Le jeune garçon s’en saisit et alla cacheter la précieuse lettre d’un seau codé tandis que son prince jetait la première dans la cheminée. Il finit de s’habiller et sortit.

Encore une belle journée pour le pantin, pensa-t-il avec amertume.

 

*

 

Il était allongé dans l’herbe, paisible. Au-dessus de lui, le ciel étoilée. Imposant, immense, magnifique. Une douce voix chantonnait, il sentait une présence douce qui se pressait contre ses côtes. La présence était chaleureuse, sereine. Il était heureux.

Puis, la personne le bouscula. Un doigt s’enfonça dans sa joue.

Il sursauta et ouvrit les yeux.

Le firmament s’effaça au profit d’une tête rousse.

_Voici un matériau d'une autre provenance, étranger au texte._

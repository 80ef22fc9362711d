//! Shared crate-wide constants.

use std::time::Duration;

/// Width of one terminal cell in virtual pixels.
pub const CELL_WIDTH_PX: i32 = 8;

/// Height of one terminal cell in virtual pixels.
pub const CELL_HEIGHT_PX: i32 = 16;

/// Height reserved at the bottom of the viewport for the taskbar.
///
/// Units: virtual pixels. Dragged windows are clamped so their bottom edge
/// never slides underneath the taskbar.
pub const TASKBAR_HEIGHT: i32 = 48;

/// Height of a window's title bar, the region a drag gesture starts from.
pub const TITLE_BAR_HEIGHT: i32 = CELL_HEIGHT_PX;

/// Length of the opening and closing window transitions.
pub const TRANSITION_DURATION: Duration = Duration::from_millis(200);

/// How long the boot splash stays up before it starts fading.
pub const BOOT_DURATION: Duration = Duration::from_millis(3500);

/// Fade-out of the boot splash.
pub const BOOT_FADE_DURATION: Duration = Duration::from_millis(500);

/// Slide-up of the lock screen after sign-in.
pub const LOCK_SLIDE_DURATION: Duration = Duration::from_millis(500);

/// Two clicks on the same target within this window count as a double-click.
pub const DOUBLE_CLICK_WINDOW: Duration = Duration::from_millis(500);

/// Default input poll interval for the event loop.
pub const DEFAULT_POLL_INTERVAL: Duration = Duration::from_millis(16);
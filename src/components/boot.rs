//! Boot splash and sign-in sequencing.
//!
//! Booting (3.5 s) → Fading (0.5 s) → Locked, waiting for a click or key →
//! Unlocking (0.5 s slide) → Desktop.

use std::time::{Duration, Instant};

use ratatui::layout::Rect;
use ratatui::style::{Modifier, Style};

use crate::constants::{BOOT_DURATION, BOOT_FADE_DURATION, LOCK_SLIDE_DURATION};
use crate::theme;
use crate::ui::UiFrame;

const SPINNER: [&str; 8] = ["⠋", "⠙", "⠹", "⠸", "⠼", "⠴", "⠦", "⠧"];
const SPINNER_STEP: Duration = Duration::from_millis(120);

#[derive(Debug, Clone, Copy, PartialEq, Eq)]
pub enum BootPhase {
    Booting,
    Fading,
    Locked,
    Unlocking,
    Desktop,
}

#[derive(Debug, Clone, Copy)]
pub struct BootSequence {
    phase: BootPhase,
    started: Instant,
    phase_started: Instant,
}

impl BootSequence {
    pub fn new(now: Instant) -> Self {
        Self {
            phase: BootPhase::Booting,
            started: now,
            phase_started: now,
        }
    }

    /// Sequence that starts on the desktop.
    pub fn skipped(now: Instant) -> Self {
        Self {
            phase: BootPhase::Desktop,
            started: now,
            phase_started: now,
        }
    }

    pub fn phase(&self) -> BootPhase {
        self.phase
    }

    /// The desktop is interactive only once the lock screen is gone.
    pub fn is_desktop(&self) -> bool {
        self.phase == BootPhase::Desktop
    }

    fn phase_duration(phase: BootPhase) -> Option<Duration> {
        match phase {
            BootPhase::Booting => Some(BOOT_DURATION),
            BootPhase::Fading => Some(BOOT_FADE_DURATION),
            BootPhase::Unlocking => Some(LOCK_SLIDE_DURATION),
            BootPhase::Locked | BootPhase::Desktop => None,
        }
    }

    fn next_phase(phase: BootPhase) -> BootPhase {
        match phase {
            BootPhase::Booting => BootPhase::Fading,
            BootPhase::Fading => BootPhase::Locked,
            BootPhase::Unlocking => BootPhase::Desktop,
            other => other,
        }
    }

    /// Advance through every phase whose time is up. Returns whether the
    /// phase changed.
    pub fn tick(&mut self, now: Instant) -> bool {
        let before = self.phase;
        while let Some(len) = Self::phase_duration(self.phase) {
            let due = self.phase_started + len;
            if now < due {
                break;
            }
            self.phase = Self::next_phase(self.phase);
            self.phase_started = due;
            tracing::debug!(phase = ?self.phase, "boot phase");
        }
        self.phase != before
    }

    /// Start the slide-away. Only valid from the lock screen.
    pub fn unlock(&mut self, now: Instant) -> bool {
        if self.phase != BootPhase::Locked {
            return false;
        }
        self.phase = BootPhase::Unlocking;
        self.phase_started = now;
        tracing::debug!("unlocking");
        true
    }

    /// Fraction of the current timed phase that has elapsed, in `0.0..=1.0`.
    pub fn progress(&self, now: Instant) -> f32 {
        match Self::phase_duration(self.phase) {
            Some(len) if !len.is_zero() => {
                let elapsed = now.saturating_duration_since(self.phase_started);
                (elapsed.as_secs_f32() / len.as_secs_f32()).clamp(0.0, 1.0)
            }
            _ => 1.0,
        }
    }

    pub fn next_deadline(&self) -> Option<Instant> {
        Self::phase_duration(self.phase).map(|len| self.phase_started + len)
    }

    pub fn render_splash(&self, frame: &mut UiFrame<'_>, area: Rect, now: Instant) {
        let mut style = Style::default().bg(theme::boot_bg()).fg(theme::boot_fg());
        if self.phase == BootPhase::Fading && self.progress(now) >= 0.5 {
            style = style.add_modifier(Modifier::DIM);
        }
        frame.fill(area, Style::default().bg(theme::boot_bg()));
        if area.height < 2 {
            return;
        }
        let logo = "◆ term-desk";
        let mid = area.y + area.height / 2;
        let x = centered_x(area, logo);
        frame.set_string(area, x, mid.saturating_sub(1), logo, style.add_modifier(Modifier::BOLD));

        let step = (now.saturating_duration_since(self.started).as_millis()
            / SPINNER_STEP.as_millis()) as usize;
        let spinner = SPINNER[step % SPINNER.len()];
        let x = centered_x(area, spinner);
        frame.set_string(area, x, mid.saturating_add(1), spinner, style);
    }
}

pub(crate) fn centered_x(area: Rect, text: &str) -> u16 {
    let width = text.chars().count() as u16;
    area.x + area.width.saturating_sub(width) / 2
}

— Papaaaaa, le monsieur il est réveillé !

— Alix ! Je t’avais dit de ne pas l’embêter !

— Mais j’ai rien fait !

La fillette qui se tenait au-dessus de lui tourna la tête, l’air boudeur. Il grogna, remua. Il avait mal partout.

— Doucement, reprit la voix de « papa ». Tu es blessé.

Il vit apparaître un homme au-dessus de lui. Élancé, noueux, sa peau pâle piquée de tâche de rousseur faisait ressortir les cernes violacée qui pendaient sous ses yeux gris. Il s’approcha d’une démarche coulante, silencieuse, grattant nonchalamment sa tignasse de feu.

— Alors, bien dormi ? lança-t-il avec un sourire à la fois doux et amusé.

Le blessé le considéra un instant, médusé.

— Qui…. ?

— Je m’appelle Feolan. Je suis archiviste.

— Moi c’est Alix ! pépia la gamine.

— Je t’ai trouvé inconscient dans les bas-quartiers, alors je t’ai emmené chez moi. Et toi, c’est quoi ton nom ?

— Je…

Il buta sur les mots. Son nom, quel était son nom ?

Il prit peur en se réalisant qu’il ne s’en rappelait plus. Il l’avait sur le bout de la langue, pourtant. C’était… c’était…

— Je… ne sais plus…

— Allons bon.

Feolan pencha la tête sur le côté, son petit sourire devint presque effrayant. Il posa une main sur l’épaule du blessé.

— Tu dois être affamé, viens à table.

L’intéressé hocha la tête, raide. Il n’arrivait pas à savoir si son hôte était bienveillant ou perfide. Il se leva en grimaçant, soutenu par le rouquin. Il n’eut qu’à faire deux pas pour se mettre à table, s’apercevant que ce qu’il pensait être son lit était en fait un buffet.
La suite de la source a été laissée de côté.